La especialidad de aquel atleta de veintidós años era el pancracio, la lucha libre y sin limitaciones que combinaba las patadas, el pugilato y el estrangulamiento. Este deporte era tremendamente popular en Atenas a pesar de su increíble brutalidad; los lances favoritos eran la fractura de dedos, los rodillazos en la ingle y la torsión de piernas para dislocar la rodilla. Había una serie completa de movimientos destinados a clavar el pulgar en sitios estratégicos. Aunque estaba prohibido morder y sacar ojos, esta regla solo se respetaba ocasionalmente. La habilidad de Antínoo en este deporte era tan grande que le había permitido librarse del servicio militar una temporada, durante la que estuvo a las órdenes del entrenador atlético más célebre de la ciudad con objeto de ganar la corona de laurel en los juegos de Olimpia. Por desgracia, se había lesionado unos días antes del acontecimiento, por culpa de una torpe criada que había derramado una olla de aceite hirviendo sobre la parte posterior de su hombro derecho, dejándolo lisiado durante meses y con una horrible cicatriz rosada y fruncida, grande como la mano de un hombre. Aunque se había aplicado ungüentos y emplastos a diario, la herida no había cicatrizado por completo; el tejido de la cicatriz se había engrosado y de vez en cuando se agrietaba, igual que un callo del pie, y parecía insuficiente para la superficie que cubría. La extrema sensibilidad de aquel punto le había impedido volver a ser un campeón de lucha y este golpe a sus aspiraciones había adelantado su regreso a la vida de guarnición, pero no sin ser detectado antes por el ojo experto de Grilo.

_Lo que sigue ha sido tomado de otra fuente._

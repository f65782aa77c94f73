use std::fmt;

use bit_vec::BitVec;
use log::error;

use crate::{
    btree::key::{decode_key, encode_key, Key},
    error::DbError,
    storage::Schema,
};

use super::{BTreeBasePage, BTreePage, BTreePageID, PageCategory};

/// Internal (non-leaf) B+-tree node: `slot_count` key/child slots, slot 0
/// holding only a child pointer (every node with m keys has m+1 children).
/// The left child of the n-th entry is not always slot n-1, but the
/// nearest lower slot marked used — see `move_entry`.
pub struct BTreeInternalPage {
    page: BTreeBasePage,

    keys: Vec<Key>,
    children: Vec<BTreePageID>,

    slot_count: usize,
    header: BitVec<u32>,

    key_schema: Schema,
}

impl std::ops::Deref for BTreeInternalPage {
    type Target = BTreeBasePage;
    fn deref(&self) -> &Self::Target {
        &self.page
    }
}

impl std::ops::DerefMut for BTreeInternalPage {
    fn deref_mut(&mut self) -> &mut Self::Target {
        &mut self.page
    }
}

impl BTreeInternalPage {
    pub fn new(pid: &BTreePageID, bytes: Vec<u8>, key_schema: Schema, page_size: usize) -> Self {
        let key_size = key_schema.record_size();
        let slot_count = Self::get_max_entries(key_size, page_size) + 1;
        let header_size = Self::get_header_size(slot_count);

        let mut keys: Vec<Key> = Vec::with_capacity(slot_count);
        let mut children: Vec<BTreePageID> = Vec::with_capacity(slot_count);

        let header = if bytes.len() >= header_size {
            BitVec::from_bytes(&bytes[..header_size])
        } else {
            BitVec::from_elem(slot_count, false)
        };

        let key_body_start = header_size;
        for i in 0..slot_count {
            let start = key_body_start + i * key_size;
            if start + key_size <= bytes.len() && header.get(i).unwrap_or(false) {
                keys.push(decode_key(&key_schema, &bytes[start..start + key_size]));
            } else {
                keys.push(Vec::new());
            }
        }

        let child_body_start = key_body_start + slot_count * key_size;
        for i in 0..slot_count {
            let start = child_body_start + i * 8;
            if start + 8 <= bytes.len() {
                let page_index = u32::from_le_bytes(bytes[start..start + 4].try_into().unwrap());
                let tag = u32::from_le_bytes(bytes[start + 4..start + 8].try_into().unwrap());
                children.push(BTreePageID::new(PageCategory::from_tag(tag), pid.table_id, page_index));
            } else {
                children.push(BTreePageID::new(PageCategory::Leaf, pid.table_id, 0));
            }
        }

        Self { page: BTreeBasePage::new(pid), keys, children, slot_count, header, key_schema }
    }

    pub fn key_schema(&self) -> &Schema {
        &self.key_schema
    }

    pub fn stable(&self) -> bool {
        if self.get_parent_pid().category == PageCategory::RootPointer {
            return true;
        }
        let max_empty_slots = self.slot_count - self.slot_count / 2;
        self.empty_slots_count() <= max_empty_slots
    }

    fn get_header_size(slot_count: usize) -> usize {
        slot_count / 8 + 1
    }

    /// Max entries (keys) a page of `page_size` can hold given `key_size`
    /// bytes per key: key bytes + 8-byte child pointer + 1 header bit,
    /// plus one extra child pointer (m entries need m+1 pointers) and an
    /// extra header bit for slot 0.
    pub fn get_max_entries(key_size: usize, page_size: usize) -> usize {
        let bits_per_entry = key_size * 8 + 8 * 8 + 1;
        let extra_bits = 2 * 8 * 8 + 8;
        (page_size * 8 - extra_bits) / bits_per_entry
    }

    pub fn get_pid_at(&self) -> BTreePageID {
        self.get_pid()
    }

    pub fn empty_slots_count(&self) -> usize {
        (1..self.slot_count).filter(|&i| !self.is_slot_used(i)).count()
    }

    pub fn entries_count(&self) -> usize {
        self.slot_count - self.empty_slots_count() - 1
    }

    pub fn is_slot_used(&self, slot_index: usize) -> bool {
        self.header[slot_index]
    }

    fn mark_slot_status(&mut self, slot_index: usize, used: bool) {
        self.header.set(slot_index, used);
    }

    pub fn delete_key_and_right_child(&mut self, record_id: usize) {
        self.mark_slot_status(record_id, false);
    }

    pub fn delete_key_and_left_child(&mut self, record_id: usize) {
        for i in (0..record_id).rev() {
            if self.is_slot_used(i) {
                self.children[i] = self.children[record_id];
                self.mark_slot_status(record_id, false);
                return;
            }
        }
    }

    pub fn update_entry(&mut self, entry: &Entry) {
        let record_id = entry.get_record_id();
        for i in (0..record_id).rev() {
            if self.is_slot_used(i) {
                self.children[i] = entry.get_left_child();
                break;
            }
        }
        self.children[record_id] = entry.get_right_child();
        self.keys[record_id] = entry.get_key();
    }

    pub fn insert_entry(&mut self, e: &Entry) -> Result<(), DbError> {
        if self.empty_slots_count() == 0 {
            return Err(DbError::corruption("no empty slots on this internal page"));
        }

        if self.entries_count() == 0 {
            self.children[0] = e.get_left_child();
            self.children[1] = e.get_right_child();
            self.keys[1] = e.get_key();
            self.mark_slot_status(0, true);
            self.mark_slot_status(1, true);
            return Ok(());
        }

        let mut empty_slot = 0;
        for i in 0..self.slot_count {
            if !self.is_slot_used(i) {
                empty_slot = i;
                break;
            }
        }

        let mut slot_just_ahead = usize::MAX;
        for i in 0..self.slot_count {
            if !self.is_slot_used(i) {
                continue;
            }
            if self.children[i] == e.get_left_child() {
                slot_just_ahead = i;
                break;
            }
            if self.children[i] == e.get_right_child() {
                slot_just_ahead = i;
                self.children[i] = e.get_left_child();
                break;
            }
        }

        if slot_just_ahead == usize::MAX {
            let msg = format!(
                "no slot found for entry {}, pid: {}, entries: {}",
                e,
                self.get_pid(),
                self.entries_count()
            );
            error!("{}", msg);
            return Err(DbError::corruption(msg));
        }

        let good_slot = if empty_slot < slot_just_ahead {
            for i in empty_slot..slot_just_ahead {
                self.move_entry(i + 1, i);
            }
            slot_just_ahead
        } else {
            for i in (slot_just_ahead + 1..empty_slot).rev() {
                self.move_entry(i, i + 1);
            }
            slot_just_ahead + 1
        };

        self.keys[good_slot] = e.get_key();
        self.children[good_slot] = e.get_right_child();
        self.mark_slot_status(good_slot, true);
        Ok(())
    }

    fn move_entry(&mut self, from: usize, to: usize) {
        if self.is_slot_used(from) && !self.is_slot_used(to) {
            self.keys[to] = self.keys[from].clone();
            self.children[to] = self.children[from];
            self.mark_slot_status(from, false);
            self.mark_slot_status(to, true);
        }
    }

    pub fn get_first_child_pid(&self) -> BTreePageID {
        let mut it = BTreeInternalPageIterator::new(self);
        it.next().unwrap().get_left_child()
    }

    pub fn get_last_child_pid(&self) -> BTreePageID {
        let mut it = BTreeInternalPageIterator::new(self);
        it.next_back().unwrap().get_right_child()
    }

    /// Total number of child pointer slots (one more than the max number
    /// of keys, since m keys always need m+1 children).
    pub fn get_children_capacity(&self) -> usize {
        self.slot_count
    }

    pub fn get_slots_count(&self) -> usize {
        self.slot_count
    }
}

impl BTreePage for BTreeInternalPage {
    fn get_pid(&self) -> BTreePageID {
        self.page.get_pid()
    }

    fn get_parent_pid(&self) -> BTreePageID {
        self.page.get_parent_pid()
    }

    fn set_parent_pid(&mut self, pid: &BTreePageID) {
        self.page.set_parent_pid(pid)
    }

    fn get_page_data(&self) -> Vec<u8> {
        let key_size = self.key_schema.record_size();
        let mut header = self.header.clone();
        while header.len() % 8 != 0 {
            header.push(false);
        }
        let mut buf = header.to_bytes();

        for i in 0..self.slot_count {
            if self.is_slot_used(i) && !self.keys[i].is_empty() {
                buf.extend_from_slice(&encode_key(&self.key_schema, &self.keys[i]));
            } else {
                buf.extend_from_slice(&vec![0u8; key_size]);
            }
        }
        for i in 0..self.slot_count {
            buf.extend_from_slice(&self.children[i].page_index.to_le_bytes());
            buf.extend_from_slice(&(self.children[i].category.tag()).to_le_bytes());
        }
        buf
    }
}

/// Both the left child of the n-th entry and its separator key, plus
/// which slot it was materialized from (used to splice updates back in).
#[derive(Clone)]
pub struct Entry {
    key: Key,
    left: BTreePageID,
    right: BTreePageID,
    record_id: usize,
}

impl Entry {
    pub fn new(key: Key, left: &BTreePageID, right: &BTreePageID) -> Self {
        Self { key, left: *left, right: *right, record_id: 0 }
    }

    pub fn set_record_id(&mut self, record_id: usize) {
        self.record_id = record_id;
    }

    pub fn get_record_id(&self) -> usize {
        self.record_id
    }

    pub fn get_key(&self) -> Key {
        self.key.clone()
    }

    pub fn set_key(&mut self, key: Key) {
        self.key = key;
    }

    pub fn get_left_child(&self) -> BTreePageID {
        self.left
    }

    pub fn get_right_child(&self) -> BTreePageID {
        self.right
    }
}

impl fmt::Display for Entry {
    fn fmt(&self, f: &mut fmt::Formatter) -> fmt::Result {
        write!(f, "({:?}, {}, {})", self.key, self.left, self.right)
    }
}

pub struct BTreeInternalPageIterator<'page> {
    page: &'page BTreeInternalPage,
    cursor: usize,
    left_child_position: usize,
    reverse_cursor: usize,
    right_child_position: usize,
}

impl<'page> BTreeInternalPageIterator<'page> {
    pub fn new(page: &'page BTreeInternalPage) -> Self {
        let mut right_child_position = page.slot_count;
        loop {
            right_child_position -= 1;
            if page.is_slot_used(right_child_position) {
                break;
            }
            if right_child_position == 0 {
                break;
            }
        }

        Self { page, cursor: 0, left_child_position: 0, reverse_cursor: right_child_position, right_child_position }
    }
}

impl Iterator for BTreeInternalPageIterator<'_> {
    type Item = Entry;

    fn next(&mut self) -> Option<Self::Item> {
        loop {
            self.cursor += 1;
            let cursor = self.cursor;
            if cursor >= self.page.slot_count {
                return None;
            }
            if !self.page.is_slot_used(cursor) {
                continue;
            }
            let mut e = Entry::new(
                self.page.keys[cursor].clone(),
                &self.page.children[self.left_child_position],
                &self.page.children[cursor],
            );
            e.set_record_id(cursor);
            self.left_child_position = cursor;
            return Some(e);
        }
    }
}

impl DoubleEndedIterator for BTreeInternalPageIterator<'_> {
    fn next_back(&mut self) -> Option<Self::Item> {
        loop {
            let left_index = self.reverse_cursor.checked_sub(1)?;
            self.reverse_cursor = left_index;
            if !self.page.is_slot_used(left_index) {
                continue;
            }
            let mut e = Entry::new(
                self.page.keys[self.right_child_position].clone(),
                &self.page.children[left_index],
                &self.page.children[self.right_child_position],
            );
            e.set_record_id(self.right_child_position);
            self.right_child_position = left_index;
            return Some(e);
        }
    }
}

Si Aedón era el hijo en el que no se reconocía, Antínoo era el que creía merecer, y poco después del regreso del atleta, Grilo, que también había sido pancraciasta, lo contrató por un magnífico estipendio para que acudiera a su casa dos veces por semana y complementara el aprendizaje gimnástico de Aedón. Mandó construir un foso de arena en un abandonado patio trasero, separado de la calle por un semiderruido muro de piedra, y el foso pasó a ser el pequeño círculo de tortura de Aedón cada vez que Antínoo acudía a la casa. Practicaban completamente desnudos, con recias tiras de cuero enrolladas en los puños para proteger la fina piel de los nudillos, y el cuerpo pálido y lampiño del joven contrastaba con el musculoso torso de Antínoo, lleno de cicatrices.

Al principio, los métodos de entrenamiento del atleta dejaban a Aedón estupefacto; los ejercicios preparatorios bastaban para destrozar a cualquier mortal. Antínoo estiraba los músculos y los tendones del chico hasta hacerlo gemir de dolor, poco antes de que los tejidos se desgarrasen, y su vista se nublaba mientras se esforzaba por mantenerse consciente. Los ejercicios con las pesas le dejaban los tríceps y los pectorales temblando espasmódicamente, y Antínoo lo provocaba y lo insultaba.

—¡Otra vez, llorica! Tengo una hermana de nueve años que aguanta más que tú. ¡Haz fuerza!

Aedón se desplomaba sobre su estómago durante las flexiones de brazos, y el polvo del foso se mezclaba con su saliva, formando un cerco de suciedad alrededor de su angustiada boca. Antínoo se ponía sobre él, con las piernas abiertas, y levantándolo por el torso lo obligaba a hacer más flexiones con las tres cuartas partes de su peso, luego con la mitad, conforme los brazos de Aedón se debilitaban, y finalmente, cuando los músculos le fallaban por completo, el chico volvía a desplomarse de bruces. Al cabo de tres minutos de descanso, empezaba otra serie de movimientos idénticos, y después otra, hasta que era incapaz de levantarse y se quedaba tendido, jadeando y empapado en sudor, mirando con ojos llenos de odio a su entrenador, que, apoyado en el muro, se rascaba distraídamente el pecho de oso.

Yo me ejercitaba con él, tanto por solidaridad como para fortalecer mis propios miembros, pero Antínoo no me hacía caso —para él era un simple esclavo— ni Aedón tampoco: era una batalla que el muchacho prefería librar solo. Por la noche, tras la partida de Antínoo, Aedón, ligeramente recuperado gracias al cuidadoso masaje que aplicaba a sus maltratados músculos, se quejaba de la crueldad de su padre mientras yo objetaba con serenidad que las intenciones de Grilo eran buenas. El chico juraba que no permanecería en la casa ni un solo día más, que se escaparía en cuanto tuviese fuerzas para ponerse en pie. Pero al día siguiente, cuando sus ardientes músculos comenzaban a recuperarse, Aedón cejaba en su empeño de enfrentarse a su padre y se preparaba, enfurruñado, para sobrevivir a la siguiente sesión.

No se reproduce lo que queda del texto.